Indigenous elders from the Wangan and Jagalingou (W&J) people have put mining company Adani – and Australia’s governments – on notice to quit the Carmichael mine project over native title claims. MAXINE NEWLANDS reports
We will continue to fight for our land and culture until the company and governments respect our rights and abandon this disastrous proposal
Wangan and Jangalingou Traditional Owners this week took a step closer to filing federal court papers challenging a document Adani “is trying to pass off as an Indigenous Land Use Agreement with our people” but which is “illegitimate” according to W&J Traditional Owner Council, Mr. Adrian Burragubba. The claim is over access to land near the mining town of Clermont in Central Queensland, 600 miles north of Brisbane.
The move follows the landmark ‘McGlade’ court ruling in Western Australia, earlier this month. The “McGlade” ruling states that, unless all peoples named on any native title claim – a Registered Native Title Claimants (RNTC) document – agree to lease the land, then no mining can go ahead.
In the W & J case, 40 percent (five out of 12) of those named on the RNTC refuse to support the Indigenous Land Use Agreement over fears for the ecosystem and the loss of cultural heritage.
Environmental concerns over this project stem from the threat to the survival of sacred springs and to the tradition of maintaining songlines – ancestral lines connecting across the land to protect the Earth. With 12 billion litres of water, (the equivalent to 400 Olympic size pools) needed for the mine, there’s unease over the future security of the Carmichael River and sacred Doongmabulla Springs. The springs are both central to the indigenous belief of dreamtime and the creation story and are an important ecosystem to the region.
What is native title?
Australia’s Native Title Act (1993) ensures that Aboriginal and Torres Strait Islanders are entitled to land taken from clans after the arrival of Europeans in the 18th Century. Communities enter into an Indigenous Land Use Agreement (ILUA) with mining companies over the use of traditional land rights.

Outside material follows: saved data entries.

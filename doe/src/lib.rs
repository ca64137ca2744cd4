//! Distributed opening expansion.
//!
//! A UCT search whose nodes persist to a key/value store, built to
//! grow opening books across many training runs. A single driver
//! thread owns the game and the store; scorer functions run on a
//! worker pool and communicate through messages, with virtual loss
//! steering concurrent evaluations away from each other.

mod doe;
mod node;
mod store;

pub use doe::{Doe, DoeConfig, ScorerError, ScorerFn, TrainError};
pub use node::DoeNode;
pub use store::{DoeStore, StoreError};
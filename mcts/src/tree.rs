//! Arena-backed tree storage.
//!
//! Nodes live in a contiguous vector and reference each other through
//! indices, which sidesteps the cyclic parent links a pointer-based
//! tree would need. Released subtrees go back to a free list so long
//! searches recycle memory instead of growing without bound.

use crate::node::{NodeId, UctNode};

/// Search tree with arena-based node storage.
#[derive(Debug, Default)]
pub struct UctTree {
    /// Arena storing all nodes, including freed slots
    nodes: Vec<UctNode>,

    /// Slots available for recycling
    free: Vec<NodeId>,
}

impl UctTree {
    pub fn new() -> Self {
        Self::default()
    }

    /// Number of live nodes.
    pub fn live_count(&self) -> usize {
        self.nodes.len() - self.free.len()
    }

    /// Discards every node.
    pub fn clear(&mut self) {
        self.nodes.clear();
        self.free.clear();
    }

    #[inline]
    pub fn get(&self, id: NodeId) -> &UctNode {
        &self.nodes[id.0 as usize]
    }

    #[inline]
    pub fn get_mut(&mut self, id: NodeId) -> &mut UctNode {
        &mut self.nodes[id.0 as usize]
    }

    /// Stores a node, recycling a freed slot when one is available.
    pub fn allocate(&mut self, node: UctNode) -> NodeId {
        match self.free.pop() {
            Some(id) => {
                self.nodes[id.0 as usize] = node;
                id
            }
            None => {
                let id = NodeId(self.nodes.len() as u32);
                self.nodes.push(node);
                id
            }
        }
    }

    /// Appends a child at the tail of a parent's child list, keeping
    /// the move generation order.
    pub fn push_child(&mut self, parent: NodeId, child: NodeId) {
        self.get_mut(child).parent = parent;
        self.get_mut(child).sibling = NodeId::NONE;

        let head = self.get(parent).child;

        if head.is_none() {
            self.get_mut(parent).child = child;
            return;
        }

        let mut last = head;
        while self.get(last).sibling.is_some() {
            last = self.get(last).sibling;
        }

        self.get_mut(last).sibling = child;
    }

    /// Recursive lookup of a node by position hash, bounded in depth.
    pub fn find_node(&self, node: NodeId, hash: u64, depth: u32) -> Option<NodeId> {
        if self.get(node).hash == hash {
            return Some(node);
        }

        if depth == 0 {
            return None;
        }

        let mut child = self.get(node).child;

        while child.is_some() {
            if let Some(found) = self.find_node(child, hash, depth - 1) {
                return Some(found);
            }

            child = self.get(child).sibling;
        }

        None
    }

    /// Releases a node and its whole subtree back to the free list.
    pub fn release(&mut self, id: NodeId) {
        let mut stack = vec![id];

        while let Some(current) = stack.pop() {
            let mut child = self.get(current).child;

            while child.is_some() {
                stack.push(child);
                child = self.get(child).sibling;
            }

            self.free.push(current);
        }
    }

    /// Detaches and releases the children of a node, rewinding its
    /// move generator so the node can expand again later.
    pub fn detach_children(&mut self, id: NodeId) {
        let mut child = self.get(id).child;

        while child.is_some() {
            let sibling = self.get(child).sibling;
            self.release(child);
            child = sibling;
        }

        let node = self.get_mut(id);
        node.child = NodeId::NONE;
        node.expanded = false;
        node.cursor = node.first_cursor;
    }

    /// Makes a node the new root, releasing every node outside its
    /// subtree. The former parent chain becomes free memory.
    pub fn reroot(&mut self, new_root: NodeId) {
        // Unlink the subtree, then release everything reachable from
        // the old top of the tree

        let parent = self.get(new_root).parent;

        if parent.is_none() {
            return;
        }

        let mut top = parent;
        while self.get(top).parent.is_some() {
            top = self.get(top).parent;
        }

        let previous = self.get(parent).child;

        if previous == new_root {
            self.get_mut(parent).child = self.get(new_root).sibling;
        } else {
            let mut node = previous;

            while self.get(node).sibling != new_root {
                node = self.get(node).sibling;
            }

            self.get_mut(node).sibling = self.get(new_root).sibling;
        }

        self.release(top);

        let root = self.get_mut(new_root);
        root.parent = NodeId::NONE;
        root.sibling = NodeId::NONE;
    }
}

#[cfg(test)]
mod tests {
    use super::*;

    fn leaf(mv: i32, hash: u64) -> UctNode {
        UctNode::new(mv, hash, 1, 0, false)
    }

    /// Builds root -> (a, b), a -> (c)
    fn sample_tree() -> (UctTree, NodeId, NodeId, NodeId, NodeId) {
        let mut tree = UctTree::new();

        let root = tree.allocate(leaf(-1, 100));
        let a = tree.allocate(leaf(0, 101));
        let b = tree.allocate(leaf(1, 102));
        let c = tree.allocate(leaf(2, 103));

        tree.push_child(root, a);
        tree.push_child(root, b);
        tree.push_child(a, c);

        (tree, root, a, b, c)
    }

    #[test]
    fn push_child_keeps_insertion_order() {
        let (tree, root, a, b, _) = sample_tree();

        assert_eq!(tree.get(root).child, a);
        assert_eq!(tree.get(a).sibling, b);
        assert!(tree.get(b).sibling.is_none());
        assert_eq!(tree.get(a).parent, root);
        assert_eq!(tree.get(b).parent, root);
    }

    #[test]
    fn find_node_respects_the_depth_bound() {
        let (tree, root, a, _, c) = sample_tree();

        assert_eq!(tree.find_node(root, 100, 0), Some(root));
        assert_eq!(tree.find_node(root, 103, 2), Some(c));
        assert_eq!(tree.find_node(root, 103, 1), None);
        assert_eq!(tree.find_node(a, 103, 1), Some(c));
        assert_eq!(tree.find_node(root, 999, 2), None);
    }

    #[test]
    fn release_recycles_whole_subtrees() {
        let (mut tree, _, a, _, _) = sample_tree();
        assert_eq!(tree.live_count(), 4);

        tree.release(a);
        assert_eq!(tree.live_count(), 2);

        // Freed slots are recycled before the arena grows
        let recycled = tree.allocate(leaf(7, 200));
        assert_eq!(tree.live_count(), 3);
        assert!(recycled == a || recycled.0 == 3);
    }

    #[test]
    fn detach_children_rewinds_the_generator() {
        let (mut tree, _, a, _, _) = sample_tree();

        tree.get_mut(a).expanded = true;
        tree.get_mut(a).cursor = 5;

        tree.detach_children(a);

        let node = tree.get(a);
        assert!(node.child.is_none());
        assert!(!node.expanded);
        assert_eq!(node.cursor, node.first_cursor);
        assert_eq!(tree.live_count(), 3);
    }

    #[test]
    fn reroot_releases_everything_outside_the_subtree() {
        let (mut tree, _, a, _, c) = sample_tree();

        tree.reroot(a);

        assert!(tree.get(a).parent.is_none());
        assert!(tree.get(a).sibling.is_none());
        assert_eq!(tree.get(a).child, c);
        assert_eq!(tree.live_count(), 2);
    }

    #[test]
    fn reroot_of_a_later_sibling() {
        let (mut tree, _, _, b, _) = sample_tree();

        tree.reroot(b);

        assert!(tree.get(b).parent.is_none());
        assert_eq!(tree.live_count(), 1);
    }

    #[test]
    fn reroot_of_the_current_root_is_a_no_op() {
        let (mut tree, root, _, _, _) = sample_tree();

        tree.reroot(root);
        assert_eq!(tree.live_count(), 4);
    }
}
//! Immutable position snapshots.

use std::fmt::Display;

use crate::error::GameError;

/// The immutable state of a game at a specific point in time.
///
/// A board carries enough information to reconstruct an equivalent
/// [`Game`](crate::game::Game) through `set_board`, and provides the
/// codecs between internal move identifiers and the human-readable
/// notation of the game.
///
/// Two boards are equal if and only if their canonical diagram strings
/// are equal; implementations derive `PartialEq` accordingly.
pub trait Board: Clone + PartialEq + Display {
    /// Player to move on this board.
    fn turn(&self) -> i32;

    /// Compact string representation of the board state, suitable for
    /// reconstructing it with [`Board::from_diagram`].
    fn to_diagram(&self) -> String;

    /// Parses a diagram string into a board.
    fn from_diagram(diagram: &str) -> Result<Self, GameError>
    where
        Self: Sized;

    /// Coordinate representation of a single move.
    fn to_coordinates(&self, mv: i32) -> Result<String, GameError>;

    /// Notation representation of a move sequence. The sequence is not
    /// validated.
    fn to_notation(&self, moves: &[i32]) -> Result<String, GameError>;

    /// Parses the coordinate representation of a single move.
    fn to_move(&self, coordinates: &str) -> Result<i32, GameError>;

    /// Parses a notation string into a move sequence.
    fn to_moves(&self, notation: &str) -> Result<Vec<i32>, GameError>;
}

ILUA is a voluntary agreement between a native title group and others over the suitable use of land and waters. ILUAs cover topics ranging from mining, future development, economic benefits including employment and compensation, preservation of cultural heritage and the safeguarding of native title rights, along with the rights of other people.
In 2004, Wangan and Jagalingou Peoples lodged a native title claim with the Registered Native Title Claimants (RNTC) for land they possess. The claim includes the right and interest to hunt, fish, camp, access natural resources, conduct traditional ceremonies, protect customs and traditions of the land, educate on the lands’ physical and spiritual attributes, and to be buried as native title holders on that land.
W&J youth leader and Council spokesperson, Murrawah Johnson, says: “We have maintained all along that Adani does not have the consent of the rightful Traditional Owners. Our Traditional Owners group have rejected an ILUA with Adani three times. We will defeat Adani’s fake ILUA and continue to fight for our land and culture until the company and Governments respect our rights and abandon this disastrous proposal”.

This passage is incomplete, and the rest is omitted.